Никто из упомянутых мной трех человек — ни Петровский, ни искусствовед, ни Анатолий — не был убежденным диссидентом. Подобно многим другим, они относились к категории пассивно недовольных и лишь единожды, случайно, позволили себе выступить открыто. Во всех подобных случаях занесения в черный список, понижения в должности и экономического давления было достаточно, чтобы поставить людей на колени и запугать довольно большую часть советского общества, которая иначе была бы на стороне Сахарова и несомненно поддержала бы наметившуюся в конце 60-х годов тенденцию ко все более открытым дискуссиям и диссидентству. Однако в течение последних пяти лет клика, возглавляемая Брежневым, энергично повернула часы истории назад — брожение начала 60-х годов и большая активность середины 60-х сменились запуганностью, так как власти восстановили весьма эффективный контроль над этой аморфной, но имеющей большое значение частью интеллигенции.
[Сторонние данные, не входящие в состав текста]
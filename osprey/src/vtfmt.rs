//! Metadata formatters for VT records.
//!
//! Pure functions producing the preformatted XML fragments the protocol
//! layer embeds into its VT listings. Each function is total: bad input is
//! logged with the owning VT's oid and degrades to a minimally well-formed
//! element instead of failing the listing.

use std::collections::BTreeMap;

use crate::catalog::{Severities, VtParam};

/// Drops characters XML cannot carry and escapes the rest as text content.
fn text(vt_id: &str, tag: &str, value: &str) -> String {
    let mut clean = String::with_capacity(value.len());
    let mut dropped = false;
    for c in value.chars() {
        if c.is_control() && !matches!(c, '\t' | '\n' | '\r') {
            dropped = true;
            continue;
        }
        match c {
            '&' => clean.push_str("&amp;"),
            '<' => clean.push_str("&lt;"),
            '>' => clean.push_str("&gt;"),
            other => clean.push(other),
        }
    }
    if dropped {
        tracing::warn!(vt_id, tag, "dropped unrepresentable characters");
    }
    clean
}

fn attr(vt_id: &str, tag: &str, value: &str) -> String {
    text(vt_id, tag, value).replace('"', "&quot;")
}

/// Whether `name` can be used as an XML element name.
fn is_valid_name(name: &str) -> bool {
    let mut chars = name.chars();
    match chars.next() {
        Some(c) if c.is_ascii_alphabetic() || c == '_' => {}
        _ => return false,
    }
    chars.all(|c| c.is_ascii_alphanumeric() || matches!(c, '_' | '-' | '.'))
}

fn simple_element(vt_id: &str, tag: &str, value: &str) -> String {
    format!("<{tag}>{}</{tag}>", text(vt_id, tag, value))
}

/// `<custom>` fragment from the free-form metadata map.
pub fn custom(vt_id: &str, custom: &BTreeMap<String, String>) -> String {
    let mut out = String::from("<custom>");
    for (key, value) in custom {
        if !is_valid_name(key) {
            tracing::warn!(vt_id, key, "cannot format custom tag");
            continue;
        }
        out.push_str(&simple_element(vt_id, key, value));
    }
    out.push_str("</custom>");
    out
}

/// `<severities>` fragment.
pub fn severities(vt_id: &str, severities: &Severities) -> String {
    let mut out = String::from("<severities><severity");
    if let Some(origin) = severities.severity_origin.as_deref() {
        out.push_str(&format!(" origin=\"{}\"", attr(vt_id, "severity", origin)));
    }
    if let Some(kind) = severities.severity_type.as_deref() {
        out.push_str(&format!(" type=\"{}\"", attr(vt_id, "severity", kind)));
    }
    out.push('>');
    if let Some(vector) = severities.severity_base_vector.as_deref() {
        out.push_str(&text(vt_id, "severity", vector));
    }
    out.push_str("</severity></severities>");
    out
}

/// `<params>` fragment listing the VT's configurable parameters.
pub fn params(vt_id: &str, params: &BTreeMap<String, VtParam>) -> String {
    let mut out = String::from("<params>");
    for (id, param) in params {
        out.push_str(&format!(
            "<param type=\"{}\" id=\"{}\">",
            attr(vt_id, "param", &param.kind),
            attr(vt_id, "param", id)
        ));
        out.push_str(&simple_element(vt_id, "name", &param.name));
        if !param.default.is_empty() {
            out.push_str(&simple_element(vt_id, "default", &param.default));
        }
        out.push_str("</param>");
    }
    out.push_str("</params>");
    out
}

/// `<refs>` fragment. `xref` values are comma-separated `type:id` tokens;
/// a malformed token is logged and skipped without failing the fragment.
pub fn refs(vt_id: &str, refs: &BTreeMap<String, Vec<String>>) -> String {
    let mut out = String::from("<refs>");
    for (ref_type, values) in refs {
        for value in values {
            if value.is_empty() {
                continue;
            }
            if ref_type == "xref" {
                for token in value.split(',') {
                    let token = token.trim();
                    let Some((kind, id)) = token.split_once(':') else {
                        tracing::error!(vt_id, token, "cannot parse xref");
                        continue;
                    };
                    out.push_str(&format!(
                        "<ref type=\"{}\" id=\"{}\"/>",
                        attr(vt_id, "ref", &kind.to_lowercase()),
                        attr(vt_id, "ref", id)
                    ));
                }
            } else {
                out.push_str(&format!(
                    "<ref type=\"{}\" id=\"{}\"/>",
                    attr(vt_id, "ref", &ref_type.to_lowercase()),
                    attr(vt_id, "ref", value)
                ));
            }
        }
    }
    out.push_str("</refs>");
    out
}

/// `<dependencies>` fragment.
pub fn dependencies(vt_id: &str, dependencies: &[String]) -> String {
    let mut out = String::from("<dependencies>");
    for dep in dependencies {
        if dep.is_empty() {
            tracing::error!(vt_id, "cannot add empty dependency");
            continue;
        }
        out.push_str(&format!("<dependency vt_id=\"{}\"/>", attr(vt_id, "dependency", dep)));
    }
    out.push_str("</dependencies>");
    out
}

pub fn creation_time(vt_id: &str, value: &str) -> String {
    simple_element(vt_id, "creation_time", value)
}

pub fn modification_time(vt_id: &str, value: &str) -> String {
    simple_element(vt_id, "modification_time", value)
}

pub fn summary(vt_id: &str, value: &str) -> String {
    simple_element(vt_id, "summary", value)
}

pub fn impact(vt_id: &str, value: &str) -> String {
    simple_element(vt_id, "impact", value)
}

pub fn affected(vt_id: &str, value: &str) -> String {
    simple_element(vt_id, "affected", value)
}

pub fn insight(vt_id: &str, value: &str) -> String {
    simple_element(vt_id, "insight", value)
}

/// `<solution>` fragment with optional type and method attributes.
pub fn solution(
    vt_id: &str,
    solution: &str,
    solution_type: Option<&str>,
    solution_method: Option<&str>,
) -> String {
    let mut out = String::from("<solution");
    if let Some(kind) = solution_type {
        out.push_str(&format!(" type=\"{}\"", attr(vt_id, "solution", kind)));
    }
    if let Some(method) = solution_method {
        out.push_str(&format!(" method=\"{}\"", attr(vt_id, "solution", method)));
    }
    out.push('>');
    out.push_str(&text(vt_id, "solution", solution));
    out.push_str("</solution>");
    out
}

/// `<detection>` fragment; the qod type keyword wins over a bare value.
pub fn detection(
    vt_id: &str,
    detection: Option<&str>,
    qod_type: Option<&str>,
    qod: Option<&str>,
) -> String {
    let mut out = String::from("<detection");
    if let Some(kind) = qod_type {
        out.push_str(&format!(" qod_type=\"{}\"", attr(vt_id, "detection", kind)));
    } else if let Some(qod) = qod {
        out.push_str(&format!(" qod=\"{}\"", attr(vt_id, "detection", qod)));
    }
    out.push('>');
    if let Some(detection) = detection {
        out.push_str(&text(vt_id, "detection", detection));
    }
    out.push_str("</detection>");
    out
}

#[cfg(test)]
mod tests {
    use super::*;

    const VT: &str = "1.3.6.1.4.1.25623.1.0.100001";

    #[test]
    fn custom_skips_unusable_keys_and_escapes_values() {
        let mut map = BTreeMap::new();
        map.insert("family".to_string(), "Web <&> apps".to_string());
        map.insert("bad key!".to_string(), "x".to_string());

        assert_eq!(
            custom(VT, &map),
            "<custom><family>Web &lt;&amp;&gt; apps</family></custom>"
        );
    }

    #[test]
    fn severities_carries_vector_and_attributes() {
        let severities_block = Severities {
            severity_type: Some("cvss_base_v2".to_string()),
            severity_base_vector: Some("AV:N/AC:L/Au:N/C:P/I:P/A:P".to_string()),
            severity_origin: None,
        };
        assert_eq!(
            severities(VT, &severities_block),
            "<severities><severity type=\"cvss_base_v2\">AV:N/AC:L/Au:N/C:P/I:P/A:P\
             </severity></severities>"
        );
    }

    #[test]
    fn params_renders_name_and_optional_default() {
        let mut map = BTreeMap::new();
        map.insert(
            "1".to_string(),
            VtParam {
                kind: "checkbox".to_string(),
                name: "Report timeout".to_string(),
                default: "no".to_string(),
            },
        );
        assert_eq!(
            params(VT, &map),
            "<params><param type=\"checkbox\" id=\"1\"><name>Report timeout</name>\
             <default>no</default></param></params>"
        );
    }

    #[test]
    fn refs_expands_xref_tokens_and_skips_malformed_ones() {
        let mut map = BTreeMap::new();
        map.insert("cve".to_string(), vec!["CVE-2020-0001".to_string()]);
        map.insert(
            "xref".to_string(),
            vec!["URL:https://example.org/advice, broken-token".to_string()],
        );

        assert_eq!(
            refs(VT, &map),
            "<refs><ref type=\"cve\" id=\"CVE-2020-0001\"/>\
             <ref type=\"url\" id=\"https://example.org/advice\"/></refs>"
        );
    }

    #[test]
    fn solution_and_detection_attributes() {
        assert_eq!(
            solution(VT, "Update the package.", Some("VendorFix"), None),
            "<solution type=\"VendorFix\">Update the package.</solution>"
        );
        assert_eq!(
            detection(VT, Some("remote probe"), Some("remote_banner"), Some("80")),
            "<detection qod_type=\"remote_banner\">remote probe</detection>"
        );
        assert_eq!(
            detection(VT, None, None, Some("80")),
            "<detection qod=\"80\"></detection>"
        );
    }

    #[test]
    fn control_characters_are_dropped() {
        assert_eq!(summary(VT, "line\u{0}one"), "<summary>lineone</summary>");
        assert_eq!(
            modification_time(VT, "20190319122532"),
            "<modification_time>20190319122532</modification_time>"
        );
    }

    #[test]
    fn dependencies_fragment() {
        let deps = vec!["1.3.6.1.4.1.25623.1.0.100002".to_string(), String::new()];
        assert_eq!(
            dependencies(VT, &deps),
            "<dependencies><dependency vt_id=\"1.3.6.1.4.1.25623.1.0.100002\"/></dependencies>"
        );
    }
}
//! The parameter panel.

use ignition_core::AnimationContext;
use ignition_shared::FlameConfig;
use tracing::debug;

use crate::control::{ControlId, NumericControl};
use crate::event::{ParamEvent, ParamListener};

/// Offset control step: one tile of the default four-tile strip.
const OFFSET_STEP: f32 = 0.25;

/// The two live-tunable parameters.
#[derive(Debug, Clone)]
pub struct ParamPanel {
    frames_per_second: NumericControl,
    offset_x: NumericControl,
}

impl ParamPanel {
    /// Builds the panel with ranges from the flame configuration.
    #[must_use]
    pub fn new(flame: &FlameConfig) -> Self {
        Self {
            frames_per_second: NumericControl::new(
                ControlId::FramesPerSecond,
                flame.min_fps as f32,
                flame.max_fps as f32,
                1.0,
                flame.frames_per_second as f32,
            ),
            offset_x: NumericControl::new(ControlId::OffsetX, 0.0, 1.0, OFFSET_STEP, 0.0),
        }
    }

    /// Refreshes displayed values from live state.
    pub fn sync(&mut self, context: &AnimationContext) {
        self.frames_per_second
            .listen(context.frames_per_second() as f32);
        self.offset_x.listen(context.sprite_offset().folded());
    }

    /// Frames-per-second control.
    #[must_use]
    pub fn frames_per_second(&self) -> &NumericControl {
        &self.frames_per_second
    }

    /// Sprite offset control.
    #[must_use]
    pub fn offset_x(&self) -> &NumericControl {
        &self.offset_x
    }

    /// Both controls, in display order.
    #[must_use]
    pub fn controls(&self) -> [&NumericControl; 2] {
        [&self.offset_x, &self.frames_per_second]
    }

    /// Writes the frames-per-second control. Notifies `listener` if the
    /// stored value changed.
    #[allow(clippy::cast_possible_truncation, clippy::cast_sign_loss)]
    pub fn edit_frames_per_second(&mut self, value: f32, listener: &mut dyn ParamListener) -> bool {
        match self.frames_per_second.set(value) {
            Some(fps) => {
                let event = ParamEvent::FramesPerSecondChanged { fps: fps as u32 };
                debug!("Panel edit: {:?}", event);
                listener.on_param_change(&event);
                true
            }
            None => false,
        }
    }

    /// Writes the sprite offset control. Notifies `listener` if the stored
    /// value changed.
    pub fn edit_offset_x(&mut self, value: f32, listener: &mut dyn ParamListener) -> bool {
        match self.offset_x.set(value) {
            Some(x) => {
                let event = ParamEvent::SpriteOffsetSet { x };
                debug!("Panel edit: {:?}", event);
                listener.on_param_change(&event);
                true
            }
            None => false,
        }
    }
}

impl Default for ParamPanel {
    fn default() -> Self {
        Self::new(&FlameConfig::default())
    }
}

#[cfg(test)]
mod tests {
    use super::*;

    #[test]
    fn test_defaults_match_flame_config() {
        let panel = ParamPanel::default();
        assert_eq!(panel.frames_per_second().value(), 9.0);
        assert_eq!(panel.frames_per_second().min, 1.0);
        assert_eq!(panel.frames_per_second().max, 30.0);
        assert_eq!(panel.offset_x().value(), 0.0);
        assert_eq!(panel.offset_x().step, 0.25);
    }

    #[test]
    fn test_edit_emits_typed_event() {
        let mut panel = ParamPanel::default();
        let mut events = Vec::new();

        assert!(panel.edit_frames_per_second(12.4, &mut events));
        assert!(panel.edit_offset_x(0.3, &mut events));

        assert_eq!(
            events,
            vec![
                ParamEvent::FramesPerSecondChanged { fps: 12 },
                ParamEvent::SpriteOffsetSet { x: 0.25 },
            ]
        );
    }

    #[test]
    fn test_unchanged_edit_is_silent() {
        let mut panel = ParamPanel::default();
        let mut events = Vec::new();
        assert!(!panel.edit_frames_per_second(9.2, &mut events));
        assert!(events.is_empty());
    }

    #[test]
    fn test_sync_tracks_live_offset() {
        let mut panel = ParamPanel::default();
        let mut ctx = AnimationContext::default();
        for _ in 0..12 {
            ctx.advance(0.1);
        }
        panel.sync(&ctx);
        // Raw 2.5, shown folded.
        assert!((panel.offset_x().value() - 0.5).abs() < 1e-5);
    }
}
/// Turns the flame to face the camera.
fn billboard_flame(
    camera: Query<&Transform, (With<MainCamera>, Without<FlameBillboard>)>,
    mut flame: Query<&mut Transform, With<FlameBillboard>>,
) {
    let Ok(camera) = camera.get_single() else {
        return;
    };
    for mut transform in &mut flame {
        transform.rotation = camera.rotation;
    }
}

fn parameter_panel(
    mut contexts: EguiContexts,
    mut panel: ResMut<Panel>,
    mut animation: ResMut<Animation>,
    stats: Res<Stats>,
) {
    panel.0.sync(&animation.0);

    let mut offset = panel.0.offset_x().value();
    let mut fps = panel.0.frames_per_second().value();

    egui::Window::new("Parameters")
        .resizable(false)
        .show(contexts.ctx_mut(), |ui| {
            let control = panel.0.offset_x();
            let slider = egui::Slider::new(&mut offset, control.min..=control.max)
                .step_by(f64::from(control.step))
                .text(control.label());
            if ui.add(slider).changed() {
                panel.0.edit_offset_x(offset, &mut animation.0);
            }

            let control = panel.0.frames_per_second();
            let slider = egui::Slider::new(&mut fps, control.min..=control.max)
                .step_by(f64::from(control.step))
                .text(control.label());
            if ui.add(slider).changed() {
                panel.0.edit_frames_per_second(fps, &mut animation.0);
            }

            ui.separator();
            ui.label(format!("{:.0} FPS", stats.0.avg_fps()));
        });
}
В своей тактике по отношению к убежденным диссидентам режим стал значительно жестче и в то же время избегал крайностей. Некоторые диссиденты приписывали большую тонкость новой тактики Юрию Андропову, возглавившему органы госбезопасности в 1967 г., которого многие считают одним из самых умных членов Политбюро. Кроме того, и политика разрядки тоже диктовала необходимость в большей осторожности. Так, в моменты, требующие особой осмотрительности, например, перед визитом важного западного руководителя, в критический период переговоров между Западом и Востоком или перед поездкой Брежнева на Запад, власти старались избегать применения сокрушительных мер подавления инакомыслящих. В провинции, куда иностранные дипломаты и корреспонденты не допускались, аресты и суды продолжались без помех. Однако в Москве органы госбезопасности тщательно выбирали время проведения репрессий и хитро и осторожно делали различие между известными диссидентами, санкции против которых немедленно вызвали бы сочувствие и волну протеста на Западе, и менее значительными, малоизвестными людьми, расправа с которыми может пройти незамеченной, не вызвав опасности ухудшения атмосферы разрядки. Поэтому Сахаров и Солженицын избежали суровых приговоров, тогда как их друзьям пришлось намного хуже.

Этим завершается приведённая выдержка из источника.